* [What to produce]: Print the lines that run from the line with "filename barstore-core/src/domain/mod.rs" to the line with "PathBuf, reason: String", keeping both end lines, exactly as they appear in the entries below, and nothing else.

Items from a dataset
------------------------------------
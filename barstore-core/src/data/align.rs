//! Per-ticker alignment onto the canonical index, followed by gap-fill.
//!
//! Given raw bars for one ticker, keep only those on the grid, reindex to one
//! row per canonical timestamp, then fill the holes. The result has exactly
//! as many rows as the index and no missing cells.

use super::fill::{fill_gaps, FillCounts};
use crate::calendar::CanonicalIndex;
use crate::domain::{Field, RawTickerFrame};
use chrono::{DateTime, NaiveDate, Utc};
use std::collections::BTreeSet;
use thiserror::Error;

#[derive(Debug, Error, PartialEq)]
pub enum FillError {
    #[error("incomplete data for {ticker}: {detail}")]
    IncompleteData { ticker: String, detail: String },
}

/// What happened to a ticker's raw rows during alignment.
#[derive(Debug, Clone, Copy, Default, PartialEq, Eq)]
pub struct AlignStats {
    /// Grid rows with at least one observed field.
    pub observed_rows: usize,
    /// Raw rows not on the grid (extended hours, off-grid timestamps, other days).
    pub off_grid: usize,
    /// Raw rows repeating a timestamp already seen (first one wins).
    pub duplicates: usize,
    pub fill: FillCounts,
}

/// One ticker's bars on the canonical grid, fully filled.
#[derive(Debug, Clone, PartialEq)]
pub struct AlignedTickerFrame {
    ticker: String,
    timestamps: Vec<DateTime<Utc>>,
    columns: [Vec<f64>; 5],
    stats: AlignStats,
}

impl AlignedTickerFrame {
    pub fn ticker(&self) -> &str {
        &self.ticker
    }

    pub fn timestamps(&self) -> &[DateTime<Utc>] {
        &self.timestamps
    }

    pub fn len(&self) -> usize {
        self.timestamps.len()
    }

    pub fn is_empty(&self) -> bool {
        self.timestamps.is_empty()
    }

    pub fn column(&self, field: Field) -> &[f64] {
        &self.columns[field.index()]
    }

    pub fn stats(&self) -> AlignStats {
        self.stats
    }

    pub(crate) fn into_columns(self) -> (String, Vec<DateTime<Utc>>, [Vec<f64>; 5]) {
        (self.ticker, self.timestamps, self.columns)
    }
}

/// Sessions of the index on which the ticker has at least one observation.
pub fn observed_sessions(raw: &RawTickerFrame, index: &CanonicalIndex) -> BTreeSet<NaiveDate> {
    raw.bars
        .iter()
        .filter(|bar| !bar.is_empty())
        .filter_map(|bar| index.position(bar.timestamp))
        .filter_map(|row| index.session_of(row))
        .collect()
}

/// Align a raw frame onto the index and gap-fill it.
///
/// Fails with `IncompleteData` if the ticker has no observation on the grid,
/// or if some field is missing on every row (nothing to fill from).
pub fn align_ticker(
    raw: &RawTickerFrame,
    index: &CanonicalIndex,
) -> Result<AlignedTickerFrame, FillError> {
    let n = index.len();
    let mut cells: [Vec<Option<f64>>; 5] = std::array::from_fn(|_| vec![None; n]);
    let mut seen = vec![false; n];
    let mut stats = AlignStats::default();

    for bar in &raw.bars {
        if bar.is_empty() {
            continue;
        }
        let Some(row) = index.position(bar.timestamp) else {
            stats.off_grid += 1;
            continue;
        };
        if seen[row] {
            stats.duplicates += 1;
            continue;
        }
        seen[row] = true;
        for field in Field::ALL {
            cells[field.index()][row] = bar.get(field);
        }
    }
    stats.observed_rows = seen.iter().filter(|s| **s).count();

    if stats.off_grid > 0 {
        tracing::debug!(ticker = %raw.ticker, rows = stats.off_grid, "dropped off-grid rows");
    }
    if stats.observed_rows == 0 {
        return Err(FillError::IncompleteData {
            ticker: raw.ticker.clone(),
            detail: format!(
                "no observations on the {}-row canonical index ({} raw rows)",
                n,
                raw.bars.len()
            ),
        });
    }

    let mut columns: [Vec<f64>; 5] = Default::default();
    for field in Field::ALL {
        let column = &mut cells[field.index()];
        stats.fill += fill_gaps(column);
        columns[field.index()] = column
            .iter()
            .copied()
            .collect::<Option<Vec<f64>>>()
            .ok_or_else(|| FillError::IncompleteData {
                ticker: raw.ticker.clone(),
                detail: format!("field '{field}' has no observations"),
            })?;
    }

    Ok(AlignedTickerFrame {
        ticker: raw.ticker.clone(),
        timestamps: index.timestamps().to_vec(),
        columns,
        stats,
    })
}
//! Gap-fill policy for a single column.
//!
//! Order matters and is fixed: linear interpolation of interior gaps, then
//! forward-fill of trailing gaps, then backward-fill of leading gaps. Long
//! provider outages are bridged by interpolation just like short ones, so
//! filled values in a wide gap are fabricated, not observed.

/// How many cells each pass filled.
#[derive(Debug, Clone, Copy, Default, PartialEq, Eq)]
pub struct FillCounts {
    pub interpolated: usize,
    pub forward_filled: usize,
    pub backward_filled: usize,
}

impl FillCounts {
    pub fn total(&self) -> usize {
        self.interpolated + self.forward_filled + self.backward_filled
    }
}

impl std::ops::AddAssign for FillCounts {
    fn add_assign(&mut self, rhs: Self) {
        self.interpolated += rhs.interpolated;
        self.forward_filled += rhs.forward_filled;
        self.backward_filled += rhs.backward_filled;
    }
}

/// Linearly interpolate nulls that have an observed value on both sides.
///
/// Rows are treated as equally spaced (positional interpolation).
pub fn interpolate_interior(cells: &mut [Option<f64>]) -> usize {
    let mut filled = 0;
    let mut last_known: Option<(usize, f64)> = None;

    for j in 0..cells.len() {
        let Some(right) = cells[j] else { continue };
        if let Some((i, left)) = last_known {
            let span = (j - i) as f64;
            for (k, cell) in cells.iter_mut().enumerate().take(j).skip(i + 1) {
                let w = (k - i) as f64 / span;
                *cell = Some(left + (right - left) * w);
                filled += 1;
            }
        }
        last_known = Some((j, right));
    }
    filled
}

/// Carry the last observed value forward over nulls.
pub fn forward_fill(cells: &mut [Option<f64>]) -> usize {
    let mut filled = 0;
    let mut last = None;
    for cell in cells.iter_mut() {
        match cell {
            Some(v) => last = Some(*v),
            None if last.is_some() => {
                *cell = last;
                filled += 1;
            }
            None => {}
        }
    }
    filled
}

/// Carry the next observed value backward over nulls.
pub fn backward_fill(cells: &mut [Option<f64>]) -> usize {
    let mut filled = 0;
    let mut next = None;
    for cell in cells.iter_mut().rev() {
        match cell {
            Some(v) => next = Some(*v),
            None if next.is_some() => {
                *cell = next;
                filled += 1;
            }
            None => {}
        }
    }
    filled
}

/// Apply all three passes in policy order.
pub fn fill_gaps(cells: &mut [Option<f64>]) -> FillCounts {
    FillCounts {
        interpolated: interpolate_interior(cells),
        forward_filled: forward_fill(cells),
        backward_filled: backward_fill(cells),
    }
}

#[cfg(test)]
mod tests {
    use super::*;

    #[test]
    fn interpolates_between_neighbours() {
        let mut cells = vec![Some(1.0), None, None, Some(4.0)];
        assert_eq!(interpolate_interior(&mut cells), 2);
        assert_eq!(cells, vec![Some(1.0), Some(2.0), Some(3.0), Some(4.0)]);
    }

    #[test]
    fn interpolation_leaves_edges_alone() {
        let mut cells = vec![None, Some(2.0), None, Some(4.0), None];
        assert_eq!(interpolate_interior(&mut cells), 1);
        assert_eq!(cells, vec![None, Some(2.0), Some(3.0), Some(4.0), None]);
    }

    #[test]
    fn full_policy_fills_everything() {
        let mut cells = vec![None, None, Some(10.0), None, Some(20.0), None];
        let counts = fill_gaps(&mut cells);
        assert_eq!(
            cells,
            vec![Some(10.0), Some(10.0), Some(10.0), Some(15.0), Some(20.0), Some(20.0)]
        );
        assert_eq!(
            counts,
            FillCounts {
                interpolated: 1,
                forward_filled: 1,
                backward_filled: 2
            }
        );
        assert_eq!(counts.total(), 4);
    }

    #[test]
    fn all_null_stays_null() {
        let mut cells = vec![None; 4];
        assert_eq!(fill_gaps(&mut cells).total(), 0);
        assert!(cells.iter().all(Option::is_none));
    }

    #[test]
    fn observed_cells_are_never_touched() {
        let mut cells = vec![Some(3.0), None, Some(-1.0)];
        fill_gaps(&mut cells);
        assert_eq!(cells[0], Some(3.0));
        assert_eq!(cells[2], Some(-1.0));
        assert_eq!(cells[1], Some(1.0));
    }
}
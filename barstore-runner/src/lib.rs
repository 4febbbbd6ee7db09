//! Barstore Runner: configuration and the update pipeline.
//!
//! This crate builds on `barstore-core` to provide:
//! - TOML update configuration (market hours, calendar, store, universe)
//! - `update_store`, the single entry point that fetches, aligns, combines,
//!   and merges into the persistent store
//! - Run reports and progress callbacks

pub mod config;
pub mod report;
pub mod update;

pub use config::UpdateConfig;
pub use report::{
    FailureStage, LogProgress, TickerFailure, TickerSuccess, UpdateProgress, UpdateReport,
};
pub use update::{update_store, UpdateError, UpdateRequest};

#[cfg(test)]
mod send_sync_checks {
    use super::*;

    fn assert_send<T: Send>() {}
    fn assert_sync<T: Sync>() {}

    #[test]
    fn config_types_are_send_sync() {
        assert_send::<UpdateConfig>();
        assert_sync::<UpdateConfig>();
        assert_send::<UpdateRequest>();
        assert_sync::<UpdateRequest>();
    }

    #[test]
    fn report_is_send_sync() {
        assert_send::<UpdateReport>();
        assert_sync::<UpdateReport>();
    }
}
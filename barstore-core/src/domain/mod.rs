//! Domain types for the bar store.

pub mod field;
pub mod frame;
pub mod interval;
pub mod raw;

pub use field::{ColumnKey, Field};
pub use frame::{BarFrame, FrameError};
pub use interval::{Interval, IntervalParseError};
pub use raw::{RawBar, RawTickerFrame};
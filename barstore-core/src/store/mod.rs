//! Persistent bar store: a single Parquet file plus a JSON sidecar.
//!
//! The store holds the accumulated history for every ticker ever merged.
//! Merges only append rows for timestamps the store has not seen; rows
//! already on disk are never removed or rewritten with different values.
//!
//! No locking: concurrent writers to the same path are not supported.

pub mod merge;
pub mod parquet;
pub mod schema;

pub use merge::{merge_frames, MergeOutcome};
pub use parquet::{BarStore, MergeReport, StoreMeta, StoredFrame};
pub use schema::BarSchema;

use crate::domain::{FrameError, Interval};
use chrono_tz::Tz;
use serde::{Deserialize, Serialize};
use std::path::PathBuf;
use thiserror::Error;

#[derive(Debug, Error)]
pub enum StoreError {
    #[error("schema mismatch: {0}")]
    SchemaMismatch(String),

    #[error("I/O error on {}: {source}", path.display())]
    Io {
        path: PathBuf,
        #[source]
        source: std::io::Error,
    },

    #[error("parquet error: {0}")]
    Parquet(String),

    #[error("corrupt store {}: {reason}", path.display())]
    Corrupt { path: PathBuf, reason: String },

    #[error("metadata error: {0}")]
    Metadata(String),

    #[error(
        "store has no metadata sidecar at {}; timezone and interval cannot be verified",
        path.display()
    )]
    MissingMetadata { path: PathBuf },

    #[error(transparent)]
    Frame(#[from] FrameError),
}

impl StoreError {
    pub(crate) fn io(path: impl Into<PathBuf>, source: std::io::Error) -> Self {
        StoreError::Io {
            path: path.into(),
            source,
        }
    }
}

/// What to do when incoming columns differ from the stored ones.
#[derive(Debug, Clone, Copy, Default, PartialEq, Eq, Serialize, Deserialize)]
#[serde(rename_all = "lowercase")]
pub enum SchemaPolicy {
    /// Union the column sets. Stored rows get nulls for new columns; new rows
    /// get nulls for stored columns absent from the incoming frame.
    #[default]
    Widen,
    /// Any difference from an existing column set is a `SchemaMismatch`.
    Strict,
}

impl std::str::FromStr for SchemaPolicy {
    type Err = String;

    fn from_str(s: &str) -> Result<Self, Self::Err> {
        match s.to_ascii_lowercase().as_str() {
            "widen" => Ok(SchemaPolicy::Widen),
            "strict" => Ok(SchemaPolicy::Strict),
            other => Err(format!("unknown schema policy '{other}' (expected widen or strict)")),
        }
    }
}

/// Exchange timezone and interval the incoming frame was built with.
///
/// A store only ever holds one (timezone, interval) pair; merging a frame
/// built with a different one is a schema mismatch.
#[derive(Debug, Clone, Copy, PartialEq, Eq)]
pub struct StoreContext {
    pub timezone: Tz,
    pub interval: Interval,
}
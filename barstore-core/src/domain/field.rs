//! The fixed per-ticker field set and the (ticker, field) column key.

use serde::{Deserialize, Serialize};
use std::fmt;
use std::str::FromStr;

/// One of the five OHLCV fields stored per ticker.
#[derive(Debug, Clone, Copy, PartialEq, Eq, PartialOrd, Ord, Hash, Serialize, Deserialize)]
#[serde(rename_all = "lowercase")]
pub enum Field {
    Open,
    High,
    Low,
    Close,
    Volume,
}

impl Field {
    /// All fields in storage order.
    pub const ALL: [Field; 5] = [
        Field::Open,
        Field::High,
        Field::Low,
        Field::Close,
        Field::Volume,
    ];

    /// Position in [`Field::ALL`].
    pub fn index(self) -> usize {
        self as usize
    }

    /// Column name used in the Parquet store.
    pub fn name(self) -> &'static str {
        match self {
            Field::Open => "open",
            Field::High => "high",
            Field::Low => "low",
            Field::Close => "close",
            Field::Volume => "volume",
        }
    }
}

impl fmt::Display for Field {
    fn fmt(&self, f: &mut fmt::Formatter<'_>) -> fmt::Result {
        f.write_str(self.name())
    }
}

impl FromStr for Field {
    type Err = String;

    fn from_str(s: &str) -> Result<Self, Self::Err> {
        Field::ALL
            .into_iter()
            .find(|field| field.name().eq_ignore_ascii_case(s))
            .ok_or_else(|| format!("unknown field '{s}'"))
    }
}

/// Column identity in a combined frame: (ticker, field).
///
/// Ordered by ticker first, then field, so a `BTreeMap<ColumnKey, _>` keeps
/// each ticker's five columns adjacent.
#[derive(Debug, Clone, PartialEq, Eq, PartialOrd, Ord, Hash, Serialize, Deserialize)]
pub struct ColumnKey {
    pub ticker: String,
    pub field: Field,
}

impl ColumnKey {
    pub fn new(ticker: impl Into<String>, field: Field) -> Self {
        Self {
            ticker: ticker.into(),
            field,
        }
    }

    /// The five column keys for a ticker.
    pub fn for_ticker(ticker: &str) -> impl Iterator<Item = ColumnKey> + '_ {
        Field::ALL.into_iter().map(move |f| ColumnKey::new(ticker, f))
    }
}

impl fmt::Display for ColumnKey {
    fn fmt(&self, f: &mut fmt::Formatter<'_>) -> fmt::Result {
        write!(f, "{}.{}", self.ticker, self.field)
    }
}
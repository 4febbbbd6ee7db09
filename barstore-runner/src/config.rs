//! TOML configuration for store updates.
//!
//! ```toml
//! [market]
//! timezone = "America/New_York"
//! open = "09:30"
//! close = "16:00"
//! interval = "5m"
//!
//! [calendar]
//! weekends_closed = true
//! holidays = ["2024-07-04", "2024-12-25"]
//!
//! [store]
//! path = "data/bars.parquet"
//! schema_policy = "widen"
//! cache_dir = "data/cache"
//!
//! [universe]
//! tickers = ["SPY", "QQQ"]
//! ```
//!
//! Holidays are quoted date strings, not TOML date literals.

use barstore_core::calendar::{ConfigError, HolidayCalendar, MarketHours};
use barstore_core::domain::Interval;
use barstore_core::store::SchemaPolicy;
use chrono::NaiveDate;
use serde::{Deserialize, Serialize};
use std::path::{Path, PathBuf};

#[derive(Debug, Clone, PartialEq, Serialize, Deserialize)]
pub struct UpdateConfig {
    pub market: MarketConfig,
    #[serde(default)]
    pub calendar: CalendarConfig,
    pub store: StoreConfig,
    #[serde(default)]
    pub universe: UniverseConfig,
}

#[derive(Debug, Clone, PartialEq, Serialize, Deserialize)]
pub struct MarketConfig {
    #[serde(flatten)]
    pub hours: MarketHours,
    pub interval: Interval,
}

#[derive(Debug, Clone, PartialEq, Serialize, Deserialize)]
pub struct CalendarConfig {
    #[serde(default = "default_true")]
    pub weekends_closed: bool,
    #[serde(default)]
    pub holidays: Vec<NaiveDate>,
}

impl Default for CalendarConfig {
    fn default() -> Self {
        Self {
            weekends_closed: true,
            holidays: Vec::new(),
        }
    }
}

fn default_true() -> bool {
    true
}

#[derive(Debug, Clone, PartialEq, Serialize, Deserialize)]
pub struct StoreConfig {
    pub path: PathBuf,
    #[serde(default)]
    pub schema_policy: SchemaPolicy,
    /// Per-session download cache; no caching when absent.
    #[serde(default, skip_serializing_if = "Option::is_none")]
    pub cache_dir: Option<PathBuf>,
}

#[derive(Debug, Clone, Default, PartialEq, Serialize, Deserialize)]
pub struct UniverseConfig {
    #[serde(default)]
    pub tickers: Vec<String>,
}

impl UpdateConfig {
    /// Load and validate a config file.
    pub fn from_file(path: &Path) -> Result<Self, ConfigError> {
        let content = std::fs::read_to_string(path)
            .map_err(|e| ConfigError::Invalid(format!("read config {}: {e}", path.display())))?;
        Self::from_toml(&content)
    }

    /// Parse and validate a config from a TOML string.
    pub fn from_toml(content: &str) -> Result<Self, ConfigError> {
        let config: Self = toml::from_str(content)
            .map_err(|e| ConfigError::Invalid(format!("parse config TOML: {e}")))?;
        config.validate()?;
        Ok(config)
    }

    pub fn to_toml(&self) -> Result<String, ConfigError> {
        toml::to_string_pretty(self)
            .map_err(|e| ConfigError::Invalid(format!("serialize config: {e}")))
    }

    /// US equities, 5-minute bars, a handful of index ETFs.
    pub fn default_us() -> Self {
        Self {
            market: MarketConfig {
                hours: MarketHours::us_equity(),
                interval: Interval::minutes(5),
            },
            calendar: CalendarConfig::default(),
            store: StoreConfig {
                path: PathBuf::from("data/bars.parquet"),
                schema_policy: SchemaPolicy::Widen,
                cache_dir: Some(PathBuf::from("data/cache")),
            },
            universe: UniverseConfig {
                tickers: ["SPY", "QQQ", "IWM", "DIA"].map(String::from).to_vec(),
            },
        }
    }

    pub fn validate(&self) -> Result<(), ConfigError> {
        if self.market.interval.as_secs() <= 0 {
            return Err(ConfigError::NonPositiveInterval {
                secs: self.market.interval.as_secs(),
            });
        }
        if !self.market.interval.is_intraday() {
            return Err(ConfigError::IntervalTooLong {
                secs: self.market.interval.as_secs(),
            });
        }
        self.market.hours.validate()?;
        if self.store.path.as_os_str().is_empty() {
            return Err(ConfigError::Invalid("store path is empty".into()));
        }
        if self
            .store
            .cache_dir
            .as_ref()
            .is_some_and(|dir| dir.as_os_str().is_empty())
        {
            return Err(ConfigError::Invalid("cache_dir is empty".into()));
        }
        if let Some(bad) = self.universe.tickers.iter().find(|t| t.trim().is_empty()) {
            return Err(ConfigError::Invalid(format!("blank ticker in universe: {bad:?}")));
        }
        Ok(())
    }

    pub fn calendar(&self) -> HolidayCalendar {
        let calendar = HolidayCalendar::new(self.calendar.holidays.iter().copied());
        if self.calendar.weekends_closed {
            calendar
        } else {
            calendar.with_weekends_open()
        }
    }
}

#[cfg(test)]
mod tests {
    use super::*;
    use barstore_core::calendar::TradingCalendar;
    use chrono::NaiveTime;

    const SAMPLE: &str = r#"
[market]
timezone = "Europe/London"
open = "08:00"
close = "16:30"
interval = "15m"

[calendar]
holidays = ["2024-12-25", "2024-12-26"]

[store]
path = "lse.parquet"
schema_policy = "strict"

[universe]
tickers = ["VOD.L", "BP.L"]
"#;

    #[test]
    fn parses_full_file() {
        let config = UpdateConfig::from_toml(SAMPLE).unwrap();
        assert_eq!(config.market.hours.timezone, chrono_tz::Europe::London);
        assert_eq!(config.market.hours.close, NaiveTime::from_hms_opt(16, 30, 0).unwrap());
        assert_eq!(config.market.interval, Interval::minutes(15));
        assert_eq!(config.store.schema_policy, SchemaPolicy::Strict);
        assert_eq!(config.universe.tickers, vec!["VOD.L", "BP.L"]);
        assert!(config.calendar.weekends_closed);

        let christmas = NaiveDate::from_ymd_opt(2024, 12, 25).unwrap();
        assert!(!config.calendar().is_trading_day(christmas));
    }

    #[test]
    fn optional_sections_default() {
        let config = UpdateConfig::from_toml(
            r#"
[market]
timezone = "America/New_York"
open = "09:30"
close = "16:00"
interval = "1h"

[store]
path = "bars.parquet"
"#,
        )
        .unwrap();
        assert_eq!(config.store.schema_policy, SchemaPolicy::Widen);
        assert_eq!(config.store.cache_dir, None);
        assert!(config.universe.tickers.is_empty());
        assert!(config.calendar.holidays.is_empty());
    }

    #[test]
    fn default_roundtrips_through_toml() {
        let config = UpdateConfig::default_us();
        let text = config.to_toml().unwrap();
        assert_eq!(UpdateConfig::from_toml(&text).unwrap(), config);
    }

    #[test]
    fn rejects_inverted_hours() {
        let text = SAMPLE.replace(r#"open = "08:00""#, r#"open = "17:00""#);
        assert!(matches!(
            UpdateConfig::from_toml(&text),
            Err(ConfigError::InvalidHours { .. })
        ));
    }

    #[test]
    fn rejects_zero_interval_and_bad_timezone() {
        let zero = SAMPLE.replace(r#"interval = "15m""#, r#"interval = "0m""#);
        assert_eq!(
            UpdateConfig::from_toml(&zero),
            Err(ConfigError::NonPositiveInterval { secs: 0 })
        );

        let tz = SAMPLE.replace("Europe/London", "Mars/Olympus_Mons");
        assert!(matches!(
            UpdateConfig::from_toml(&tz),
            Err(ConfigError::Invalid(_))
        ));
    }

    #[test]
    fn rejects_huge_and_overflowing_intervals() {
        let long = SAMPLE.replace(r#"interval = "15m""#, r#"interval = "1000000000000m""#);
        assert!(matches!(
            UpdateConfig::from_toml(&long),
            Err(ConfigError::IntervalTooLong { .. })
        ));

        let overflow = SAMPLE.replace(r#"interval = "15m""#, r#"interval = "200000000000000000m""#);
        assert!(matches!(
            UpdateConfig::from_toml(&overflow),
            Err(ConfigError::Invalid(_))
        ));
    }

    #[test]
    fn cache_dir_is_optional_but_not_blank() {
        let with_cache = SAMPLE.replace(
            r#"schema_policy = "strict""#,
            "schema_policy = \"strict\"\ncache_dir = \"cache/lse\"",
        );
        let config = UpdateConfig::from_toml(&with_cache).unwrap();
        assert_eq!(config.store.cache_dir, Some(PathBuf::from("cache/lse")));

        let blank = SAMPLE.replace(
            r#"schema_policy = "strict""#,
            "schema_policy = \"strict\"\ncache_dir = \"\"",
        );
        assert!(matches!(
            UpdateConfig::from_toml(&blank),
            Err(ConfigError::Invalid(_))
        ));
    }

    #[test]
    fn from_file_reports_missing_file() {
        let err = UpdateConfig::from_file(Path::new("/nonexistent/barstore.toml")).unwrap_err();
        assert!(err.to_string().contains("read config"));
    }
}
------------------------------------
* [Solution to this problem]:
filename barstore-core/src/domain/mod.rs
//! Domain types for the bar store.

pub mod field;
pub mod frame;
pub mod interval;
pub mod raw;

pub use field::{ColumnKey, Field};
pub use frame::{BarFrame, FrameError};
pub use interval::{Interval, IntervalParseError};
pub use raw::{RawBar, RawTickerFrame};
filename barstore-core/src/store/mod.rs
//! Persistent bar store: a single Parquet file plus a JSON sidecar.
//!
//! The store holds the accumulated history for every ticker ever merged.
//! Merges only append rows for timestamps the store has not seen; rows
//! already on disk are never removed or rewritten with different values.
//!
//! No locking: concurrent writers to the same path are not supported.

pub mod merge;
pub mod parquet;
pub mod schema;

pub use merge::{merge_frames, MergeOutcome};
pub use parquet::{BarStore, MergeReport, StoreMeta, StoredFrame};
pub use schema::BarSchema;

use crate::domain::{FrameError, Interval};
use chrono_tz::Tz;
use serde::{Deserialize, Serialize};
use std::path::PathBuf;
use thiserror::Error;

#[derive(Debug, Error)]
pub enum StoreError {
    #[error("schema mismatch: {0}")]
    SchemaMismatch(String),

    #[error("I/O error on {}: {source}", path.display())]
    Io {
        path: PathBuf,
        #[source]
        source: std::io::Error,
    },

    #[error("parquet error: {0}")]
    Parquet(String),

    #[error("corrupt store {}: {reason}", path.display())]
    Corrupt { path: PathBuf, reason: String },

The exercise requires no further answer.